Un couple de clients avait empilé du bois fraîchement coupé contre le mur nord de leur maison (toujours à l’ombre, jamais de soleil). Six mois après, des champignons blancs partout sur les bûches. Ils ont paniqué en pensant à la mérule. J’ai inspecté : c’étaient des pleurotes (champignons comestibles d’ailleurs). Le bois était encore à 35-40% d’humidité. On a déplacé le tas en plein soleil, sur palettes, protégé par une bâche ouverte sur les côtés. Huit mois après, le bois était sec (18% d’humidité), plus aucun champignon. Ils ont pu le brûler sans souci.

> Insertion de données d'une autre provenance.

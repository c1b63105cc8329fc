use std::fmt::Write;

use super::{header, route_module, EmitContext};
use crate::meta::{RouteMeta, RoutePlan};

/// `mod.rs`: template mounts plus the generated submodules
pub(super) fn render_mod(plan: &RoutePlan, ctx: &EmitContext<'_>) -> String {
    let mut out = header(&format!(
        "Route registry for the templates under `{}`.",
        ctx.mount_path(ctx.app_root)
    ));
    out.push_str("pub mod contracts;\npub mod registry;\npub mod resolvers;\n");

    let mut mounts: Vec<(&str, &std::path::Path)> = Vec::new();
    mounts.extend(plan.routes.iter().map(|route| (route.module.as_str(), route.source.as_path())));
    mounts.extend(plan.layouts.iter().map(|layout| (layout.module.as_str(), layout.source.as_path())));
    mounts.extend(plan.not_founds.iter().map(|nf| (nf.module.as_str(), nf.source.as_path())));
    mounts.extend(plan.components.iter().map(|c| (c.module.as_str(), c.source.as_path())));
    mounts.sort_by(|a, b| a.0.cmp(b.0));

    out.push('\n');
    for (module, source) in mounts {
        let _ = writeln!(out, "#[path = \"{}\"]\npub mod {};", ctx.mount_path(source), module);
    }

    out.push('\n');
    for route in plan.routes_by_id() {
        let _ = writeln!(out, "pub mod {};", route_module(route));
    }

    out.push_str(
        "\npub use contracts::*;\npub use registry::{handlers, not_found_page};\npub use resolvers::GeneratedResolvers;\n",
    );
    out
}

/// `rr_<key>.rs`: mounts the hand-written contract and resolver and
/// declares the per-route `RouteResolver` trait
pub(super) fn render_route_module(route: &RouteMeta, ctx: &EmitContext<'_>) -> String {
    let mut out = header(&format!("Resolver contract for `{}`.", route.pattern));

    let _ = write!(
        out,
        r#"#[path = "{contract}"]
mod types;
#[path = "{resolver}"]
mod resolver;

pub use self::resolver::Resolver;
pub use self::types::*;
pub use super::contracts::AppContext;
pub use super::contracts::{params} as Params;

#[trellis::async_trait]
pub trait RouteResolver: Send + Sync {{
    async fn resolve_page(
        &self,
        ctx: AppContext,
        req: &trellis::RequestContext,
        params: Params,
    ) -> trellis::anyhow::Result<PageView>;
"#,
        contract = ctx.mount_path(&route.contract_path),
        resolver = ctx.mount_path(&route.resolver_path),
        params = route.params_type,
    );

    if route.is_live() {
        out.push_str(
            r#"
    fn parse_live_state(&self, req: &trellis::RequestContext) -> trellis::anyhow::Result<LiveState>;

    async fn resolve_live(
        &self,
        ctx: AppContext,
        req: &trellis::RequestContext,
        params: Params,
        state: LiveState,
    ) -> trellis::anyhow::Result<PageView>;
"#,
        );
    }
    out.push_str("}\n");
    out
}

Les dangers réels pour votre maison
La mérule sur bois de chauffage n’est jamais qu’un problème localisé. C’est un cheval de Troie qui introduit un ennemi dévastateur au cœur de votre maison. Les dégâts peuvent être catastrophiques si vous n’agissez pas immédiatement.
Contamination rapide de la structure
Une fois que vous rentrez du bois contaminé, les spores se dispersent partout dans la pièce : sur les murs, le plafond, le sol, les meubles. Chaque manipulation de bûche libère des milliers de spores invisibles qui voyagent sur plusieurs mètres. Elles se déposent, restent en dormance, et attendent l’humidité pour germer.
Si votre cave, garage, buanderie ou cellier présente la moindre humidité supérieure à 18-20% (remontée capillaire, fuite, condensation, mur humide), les spores germent en 48-72h. Le mycélium se développe d’abord invisiblement à l’intérieur du bois (lambris, plinthes, poutre) pendant 2-4 semaines. Quand vous voyez les premiers filaments blancs apparaître, c’est que le champignon est déjà bien installé.
Les rhizomorphes de la mérule traversent les matériaux non organiques (béton, brique, enduit) pour trouver du bois frais. Ils progressent de 1 à 4mm par jour selon les conditions. En 6 mois, un rhizomorphe peut parcourir 50 à 70cm et atteindre une poutre porteuse qui se trouvait à distance. La mérule colonise alors cette poutre de l’intérieur sans signe visible extérieur pendant des mois.
Dégradation structurelle irréversible
La mérule détruit la cellulose qui donne au bois sa résistance mécanique. Une poutre de chêne qui supportait 2 tonnes perd 70-80% de sa capacité de charge en 12-18 mois. Le bois devient cassant, friable, et finit par céder. Dans les cas extrêmes, des planchers s’effondrent, des charpentes s’affaissent, des escaliers se brisent.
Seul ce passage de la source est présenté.